## Instructions to follow
Please restate, exactly as written, the lines running from the beginning of the material through the line that has "## Dispatch cursors" in it.

## Provided material

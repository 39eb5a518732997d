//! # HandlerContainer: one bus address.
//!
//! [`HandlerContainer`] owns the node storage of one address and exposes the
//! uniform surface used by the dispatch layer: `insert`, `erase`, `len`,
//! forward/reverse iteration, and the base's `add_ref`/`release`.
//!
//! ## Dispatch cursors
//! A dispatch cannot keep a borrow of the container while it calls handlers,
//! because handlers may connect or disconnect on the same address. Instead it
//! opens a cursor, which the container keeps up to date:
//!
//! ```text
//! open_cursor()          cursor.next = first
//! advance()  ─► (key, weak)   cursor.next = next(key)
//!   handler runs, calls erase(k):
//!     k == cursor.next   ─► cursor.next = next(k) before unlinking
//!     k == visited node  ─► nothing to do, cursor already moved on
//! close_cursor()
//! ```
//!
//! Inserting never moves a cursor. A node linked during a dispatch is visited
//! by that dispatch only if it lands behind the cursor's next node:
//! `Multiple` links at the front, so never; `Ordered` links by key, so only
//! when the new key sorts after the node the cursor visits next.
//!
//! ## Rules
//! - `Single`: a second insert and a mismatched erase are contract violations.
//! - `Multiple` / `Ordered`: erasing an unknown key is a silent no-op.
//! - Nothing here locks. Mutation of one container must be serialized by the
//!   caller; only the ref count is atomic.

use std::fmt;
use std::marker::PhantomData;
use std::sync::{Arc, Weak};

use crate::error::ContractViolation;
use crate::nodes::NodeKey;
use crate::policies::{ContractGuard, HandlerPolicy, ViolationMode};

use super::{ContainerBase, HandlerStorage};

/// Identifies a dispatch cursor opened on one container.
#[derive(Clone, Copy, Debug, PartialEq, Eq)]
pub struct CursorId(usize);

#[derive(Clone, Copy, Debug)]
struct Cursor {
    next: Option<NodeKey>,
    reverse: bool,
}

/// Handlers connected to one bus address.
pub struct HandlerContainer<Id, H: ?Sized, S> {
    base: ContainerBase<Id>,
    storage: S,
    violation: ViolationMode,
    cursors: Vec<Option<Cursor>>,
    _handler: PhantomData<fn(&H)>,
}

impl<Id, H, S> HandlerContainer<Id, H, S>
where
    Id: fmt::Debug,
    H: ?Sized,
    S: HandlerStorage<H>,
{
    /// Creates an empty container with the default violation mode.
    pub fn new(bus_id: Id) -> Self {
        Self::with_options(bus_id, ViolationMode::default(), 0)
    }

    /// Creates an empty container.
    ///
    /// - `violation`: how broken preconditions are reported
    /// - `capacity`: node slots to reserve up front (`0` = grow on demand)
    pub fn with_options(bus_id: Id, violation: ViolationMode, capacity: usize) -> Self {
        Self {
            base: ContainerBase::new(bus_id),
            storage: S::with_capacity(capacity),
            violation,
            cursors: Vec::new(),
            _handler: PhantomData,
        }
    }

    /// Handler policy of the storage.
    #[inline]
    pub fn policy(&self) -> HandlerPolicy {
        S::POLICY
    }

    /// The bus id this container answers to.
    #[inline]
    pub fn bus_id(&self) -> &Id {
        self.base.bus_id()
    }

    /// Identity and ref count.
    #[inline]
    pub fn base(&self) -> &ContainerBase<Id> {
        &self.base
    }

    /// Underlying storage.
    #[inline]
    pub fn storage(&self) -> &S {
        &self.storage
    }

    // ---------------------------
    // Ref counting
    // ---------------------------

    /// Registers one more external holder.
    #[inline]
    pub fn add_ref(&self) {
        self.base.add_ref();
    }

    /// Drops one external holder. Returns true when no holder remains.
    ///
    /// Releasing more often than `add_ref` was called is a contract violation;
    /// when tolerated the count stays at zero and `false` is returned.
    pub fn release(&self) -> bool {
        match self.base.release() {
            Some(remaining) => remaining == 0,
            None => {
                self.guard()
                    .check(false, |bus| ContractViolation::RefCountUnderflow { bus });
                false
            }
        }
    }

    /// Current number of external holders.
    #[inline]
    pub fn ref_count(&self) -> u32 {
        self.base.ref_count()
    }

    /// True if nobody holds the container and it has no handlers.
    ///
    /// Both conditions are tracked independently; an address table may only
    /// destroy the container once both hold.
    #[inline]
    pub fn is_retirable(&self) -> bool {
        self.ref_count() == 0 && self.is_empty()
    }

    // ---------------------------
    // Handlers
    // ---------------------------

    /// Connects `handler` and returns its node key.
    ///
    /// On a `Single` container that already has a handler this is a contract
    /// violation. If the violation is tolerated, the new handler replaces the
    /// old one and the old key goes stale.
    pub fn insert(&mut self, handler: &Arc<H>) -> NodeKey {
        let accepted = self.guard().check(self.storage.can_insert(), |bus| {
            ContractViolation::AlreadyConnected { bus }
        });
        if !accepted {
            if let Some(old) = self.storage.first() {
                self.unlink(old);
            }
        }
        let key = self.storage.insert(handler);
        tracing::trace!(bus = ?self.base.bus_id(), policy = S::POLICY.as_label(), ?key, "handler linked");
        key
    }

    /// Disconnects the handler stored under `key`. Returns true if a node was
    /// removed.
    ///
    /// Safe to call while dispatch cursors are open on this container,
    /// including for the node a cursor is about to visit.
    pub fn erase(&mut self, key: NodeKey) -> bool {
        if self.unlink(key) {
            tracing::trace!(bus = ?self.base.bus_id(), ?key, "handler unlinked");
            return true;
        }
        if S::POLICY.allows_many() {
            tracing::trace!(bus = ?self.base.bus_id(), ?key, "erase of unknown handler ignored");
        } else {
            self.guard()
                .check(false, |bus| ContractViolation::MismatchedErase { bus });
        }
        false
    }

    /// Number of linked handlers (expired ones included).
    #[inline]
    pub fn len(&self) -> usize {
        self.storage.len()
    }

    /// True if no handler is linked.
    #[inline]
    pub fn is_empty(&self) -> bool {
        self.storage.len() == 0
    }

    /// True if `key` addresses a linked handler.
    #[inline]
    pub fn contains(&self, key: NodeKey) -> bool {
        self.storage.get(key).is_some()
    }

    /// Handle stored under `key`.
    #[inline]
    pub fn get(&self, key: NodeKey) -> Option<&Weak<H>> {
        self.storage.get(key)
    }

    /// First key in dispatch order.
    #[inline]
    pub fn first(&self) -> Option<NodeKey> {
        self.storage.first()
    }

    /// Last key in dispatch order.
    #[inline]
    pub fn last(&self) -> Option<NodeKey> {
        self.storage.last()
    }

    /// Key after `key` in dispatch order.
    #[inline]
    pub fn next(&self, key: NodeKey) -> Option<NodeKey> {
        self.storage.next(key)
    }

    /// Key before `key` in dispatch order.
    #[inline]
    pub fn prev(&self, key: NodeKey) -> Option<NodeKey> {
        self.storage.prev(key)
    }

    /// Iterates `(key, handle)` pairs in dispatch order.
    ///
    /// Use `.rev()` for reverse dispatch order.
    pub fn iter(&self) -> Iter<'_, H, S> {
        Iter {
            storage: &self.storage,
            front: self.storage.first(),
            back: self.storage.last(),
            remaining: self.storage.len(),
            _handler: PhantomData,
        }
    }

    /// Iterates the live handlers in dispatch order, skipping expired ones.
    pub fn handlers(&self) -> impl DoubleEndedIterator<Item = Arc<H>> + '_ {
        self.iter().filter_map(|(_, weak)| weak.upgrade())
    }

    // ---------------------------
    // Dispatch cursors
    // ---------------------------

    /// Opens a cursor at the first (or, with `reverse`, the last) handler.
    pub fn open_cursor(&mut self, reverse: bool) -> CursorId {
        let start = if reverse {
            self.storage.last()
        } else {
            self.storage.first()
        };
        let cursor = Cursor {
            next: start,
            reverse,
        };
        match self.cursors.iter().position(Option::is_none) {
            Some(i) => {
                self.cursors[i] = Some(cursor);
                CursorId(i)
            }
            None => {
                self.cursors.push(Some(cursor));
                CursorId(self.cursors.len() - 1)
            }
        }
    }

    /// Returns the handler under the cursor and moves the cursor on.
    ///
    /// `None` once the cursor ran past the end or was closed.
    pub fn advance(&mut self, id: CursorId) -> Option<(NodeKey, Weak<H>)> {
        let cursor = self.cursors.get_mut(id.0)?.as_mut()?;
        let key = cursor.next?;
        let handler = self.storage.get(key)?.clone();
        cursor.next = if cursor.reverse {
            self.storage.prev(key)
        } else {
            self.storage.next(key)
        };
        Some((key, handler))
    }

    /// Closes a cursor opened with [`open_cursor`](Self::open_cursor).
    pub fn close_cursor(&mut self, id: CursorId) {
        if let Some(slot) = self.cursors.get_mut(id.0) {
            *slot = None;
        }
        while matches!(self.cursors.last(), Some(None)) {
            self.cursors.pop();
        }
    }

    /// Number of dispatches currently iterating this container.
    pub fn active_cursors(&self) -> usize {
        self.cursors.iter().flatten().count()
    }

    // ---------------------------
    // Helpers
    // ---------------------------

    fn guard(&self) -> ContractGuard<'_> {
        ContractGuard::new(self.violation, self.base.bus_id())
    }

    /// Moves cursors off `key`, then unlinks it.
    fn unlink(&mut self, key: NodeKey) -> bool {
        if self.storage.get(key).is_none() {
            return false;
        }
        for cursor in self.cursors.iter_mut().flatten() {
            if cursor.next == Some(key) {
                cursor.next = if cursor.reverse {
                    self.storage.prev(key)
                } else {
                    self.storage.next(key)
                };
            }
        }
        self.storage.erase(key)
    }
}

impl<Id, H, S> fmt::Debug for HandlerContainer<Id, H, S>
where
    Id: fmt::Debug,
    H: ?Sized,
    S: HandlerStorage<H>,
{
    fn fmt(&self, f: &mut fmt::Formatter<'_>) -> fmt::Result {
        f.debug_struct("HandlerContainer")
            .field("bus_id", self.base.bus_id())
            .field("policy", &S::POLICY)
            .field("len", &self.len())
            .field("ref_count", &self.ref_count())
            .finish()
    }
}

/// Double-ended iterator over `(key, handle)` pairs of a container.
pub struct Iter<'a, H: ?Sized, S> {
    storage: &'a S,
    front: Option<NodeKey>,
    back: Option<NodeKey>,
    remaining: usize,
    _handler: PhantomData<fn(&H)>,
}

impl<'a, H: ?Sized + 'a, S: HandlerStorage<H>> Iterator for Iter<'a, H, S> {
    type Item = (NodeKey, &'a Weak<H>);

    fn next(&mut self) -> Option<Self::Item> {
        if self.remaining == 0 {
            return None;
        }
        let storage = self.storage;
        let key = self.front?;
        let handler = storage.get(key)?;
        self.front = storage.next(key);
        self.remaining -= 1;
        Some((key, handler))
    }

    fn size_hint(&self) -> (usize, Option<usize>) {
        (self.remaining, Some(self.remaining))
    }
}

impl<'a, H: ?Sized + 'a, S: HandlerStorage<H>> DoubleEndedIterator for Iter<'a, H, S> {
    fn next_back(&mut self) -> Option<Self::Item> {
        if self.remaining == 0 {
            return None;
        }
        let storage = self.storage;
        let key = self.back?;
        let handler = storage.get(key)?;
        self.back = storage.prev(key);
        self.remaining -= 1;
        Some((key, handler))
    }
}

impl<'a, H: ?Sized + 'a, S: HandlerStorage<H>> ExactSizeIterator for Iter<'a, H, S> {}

## Solved problem
repository 39eb5a518732997d
//! # HandlerContainer: one bus address.
//!
//! [`HandlerContainer`] owns the node storage of one address and exposes the
//! uniform surface used by the dispatch layer: `insert`, `erase`, `len`,
//! forward/reverse iteration, and the base's `add_ref`/`release`.
//!
//! ## Dispatch cursors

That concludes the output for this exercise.